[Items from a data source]
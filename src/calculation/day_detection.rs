//! Override-day detection and rate-pair selection.
//!
//! A shift is classified by the weekday of its **start** timestamp only. A
//! shift that starts Friday 22:00 and ends Saturday 04:00 is a Friday shift
//! for rate purposes, even when Saturday is an override day.

use chrono::{Datelike, NaiveDateTime, Weekday};
use serde::{Deserialize, Serialize};
use tracing::warn;

use crate::error::{EngineError, EngineResult};
use crate::models::{Company, RatePair};

/// What to do when a shift lands on an override weekday but the company has
/// no weekend rate pair configured.
#[derive(Debug, Clone, Copy, Default, PartialEq, Eq, Hash, Serialize, Deserialize)]
#[serde(rename_all = "snake_case")]
pub enum MissingOverridePolicy {
    /// Use the default pair and report [`RateSource::OverrideFallback`].
    #[default]
    FallBackToDefault,
    /// Fail with [`EngineError::MissingRateConfiguration`].
    Reject,
}

/// Which rate pair a resolution used, and why.
///
/// # Example
///
/// ```
/// use diaria_ledger::calculation::RateSource;
///
/// assert_eq!(RateSource::OverrideFallback.to_string(), "override_fallback");
/// ```
#[derive(Debug, Clone, Copy, PartialEq, Eq, Hash, Serialize, Deserialize)]
#[serde(rename_all = "snake_case")]
pub enum RateSource {
    /// Ordinary day; default pair.
    Default,
    /// Override day; weekend pair.
    Override,
    /// Override day without a weekend pair; default pair used instead.
    OverrideFallback,
}

impl std::fmt::Display for RateSource {
    fn fmt(&self, f: &mut std::fmt::Formatter<'_>) -> std::fmt::Result {
        match self {
            RateSource::Default => write!(f, "default"),
            RateSource::Override => write!(f, "override"),
            RateSource::OverrideFallback => write!(f, "override_fallback"),
        }
    }
}

/// The outcome of rate-pair selection.
#[derive(Debug, Clone, Copy, PartialEq, Eq)]
pub struct RateSelection {
    /// The selected pair.
    pub rates: RatePair,
    /// Where the pair came from.
    pub source: RateSource,
    /// Weekday of the shift start.
    pub weekday: Weekday,
}

/// Returns the weekday a shift is classified under: that of its start.
///
/// # Example
///
/// ```
/// use diaria_ledger::calculation::shift_weekday;
/// use chrono::{NaiveDateTime, Weekday};
///
/// // 2026-01-16 is a Friday
/// let start = NaiveDateTime::parse_from_str("2026-01-16 22:00:00", "%Y-%m-%d %H:%M:%S").unwrap();
/// assert_eq!(shift_weekday(start), Weekday::Fri);
/// ```
pub fn shift_weekday(start: NaiveDateTime) -> Weekday {
    start.weekday()
}

/// Selects the rate pair for a shift starting at `start`.
///
/// # Arguments
///
/// * `company` - The company whose plan applies
/// * `start` - The shift start; only its weekday matters
/// * `policy` - What to do on an override day without weekend rates
///
/// # Returns
///
/// The weekend pair on an override day when one is configured, the default
/// pair otherwise. On an override day without a weekend pair the result
/// depends on `policy`: either the default pair tagged
/// [`RateSource::OverrideFallback`], or
/// [`EngineError::MissingRateConfiguration`].
pub fn select_rate_pair(
    company: &Company,
    start: NaiveDateTime,
    policy: MissingOverridePolicy,
) -> EngineResult<RateSelection> {
    let weekday = shift_weekday(start);

    if !company.is_override_weekday(weekday) {
        return Ok(RateSelection {
            rates: company.default_rates,
            source: RateSource::Default,
            weekday,
        });
    }

    match (company.weekend_rates, policy) {
        (Some(rates), _) => Ok(RateSelection {
            rates,
            source: RateSource::Override,
            weekday,
        }),
        (None, MissingOverridePolicy::FallBackToDefault) => {
            warn!(
                company = %company.name,
                weekday = %weekday,
                "Override day without weekend rates, using default rates"
            );
            Ok(RateSelection {
                rates: company.default_rates,
                source: RateSource::OverrideFallback,
                weekday,
            })
        }
        (None, MissingOverridePolicy::Reject) => Err(EngineError::MissingRateConfiguration {
            company: company.name.clone(),
            weekday,
        }),
    }
}
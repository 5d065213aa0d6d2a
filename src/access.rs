//! Access scope filtering.
//!
//! Admins see and act on everything. Supervisors act only on their linked
//! companies and see only the shift records they registered themselves,
//! even for a linked company. A supervisor with no linked companies sees no
//! companies and can register nothing.

use tracing::warn;

use crate::error::{EngineError, EngineResult};
use crate::models::{Company, ShiftRecord, User};

/// Which ledger records a query may return.
#[derive(Debug, Clone, PartialEq, Eq)]
pub enum RoleScope {
    /// Every record.
    Admin,
    /// Only records registered by this username.
    Supervisor {
        /// The supervisor's username.
        username: String,
    },
}

impl RoleScope {
    /// Derives the scope of an authenticated user.
    pub fn for_user(user: &User) -> Self {
        if user.is_admin() {
            RoleScope::Admin
        } else {
            RoleScope::Supervisor {
                username: user.username.clone(),
            }
        }
    }

    /// Returns true when the record is inside this scope.
    pub fn permits(&self, record: &ShiftRecord) -> bool {
        match self {
            RoleScope::Admin => true,
            RoleScope::Supervisor { username } => record.registered_by == *username,
        }
    }
}

/// Active companies the user may see.
///
/// Admins get every active company; supervisors get the active companies in
/// their linked set. Input order is preserved.
///
/// # Example
///
/// ```
/// use diaria_ledger::access::companies_visible_to;
/// use diaria_ledger::models::{Role, User};
/// use std::collections::BTreeSet;
///
/// let unlinked = User {
///     username: "ana".to_string(),
///     password_hash: String::new(),
///     role: Role::Supervisor,
///     linked_companies: BTreeSet::new(),
/// };
/// assert!(companies_visible_to(&unlinked, &[]).is_empty());
/// ```
pub fn companies_visible_to(user: &User, companies: &[Company]) -> Vec<Company> {
    companies
        .iter()
        .filter(|c| c.status.is_active())
        .filter(|c| user.is_admin() || user.is_linked_to(&c.name))
        .cloned()
        .collect()
}

/// Returns true when the user may register shifts against `company_name`.
pub fn can_register_against(user: &User, company_name: &str) -> bool {
    user.is_admin() || user.is_linked_to(company_name)
}

/// Like [`can_register_against`], but as an [`EngineError::AccessDenied`].
pub fn ensure_can_register(user: &User, company_name: &str) -> EngineResult<()> {
    if can_register_against(user, company_name) {
        return Ok(());
    }

    warn!(
        username = %user.username,
        company = %company_name,
        "Shift registration outside linked companies"
    );
    Err(EngineError::AccessDenied {
        username: user.username.clone(),
        message: format!("not linked to company '{}'", company_name),
    })
}

/// Fails with [`EngineError::AccessDenied`] unless the user is an admin.
pub fn ensure_admin(user: &User, action: &str) -> EngineResult<()> {
    if user.is_admin() {
        return Ok(());
    }

    warn!(username = %user.username, action = %action, "Admin-only action refused");
    Err(EngineError::AccessDenied {
        username: user.username.clone(),
        message: format!("{} requires the admin role", action),
    })
}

*What you are asked to do*: Whenever a line above includes the string "that", copy it.

*Response to the exercise*:
//! shift that starts Friday 22:00 and ends Saturday 04:00 is a Friday shift
/// Returns the weekday a shift is classified under: that of its start.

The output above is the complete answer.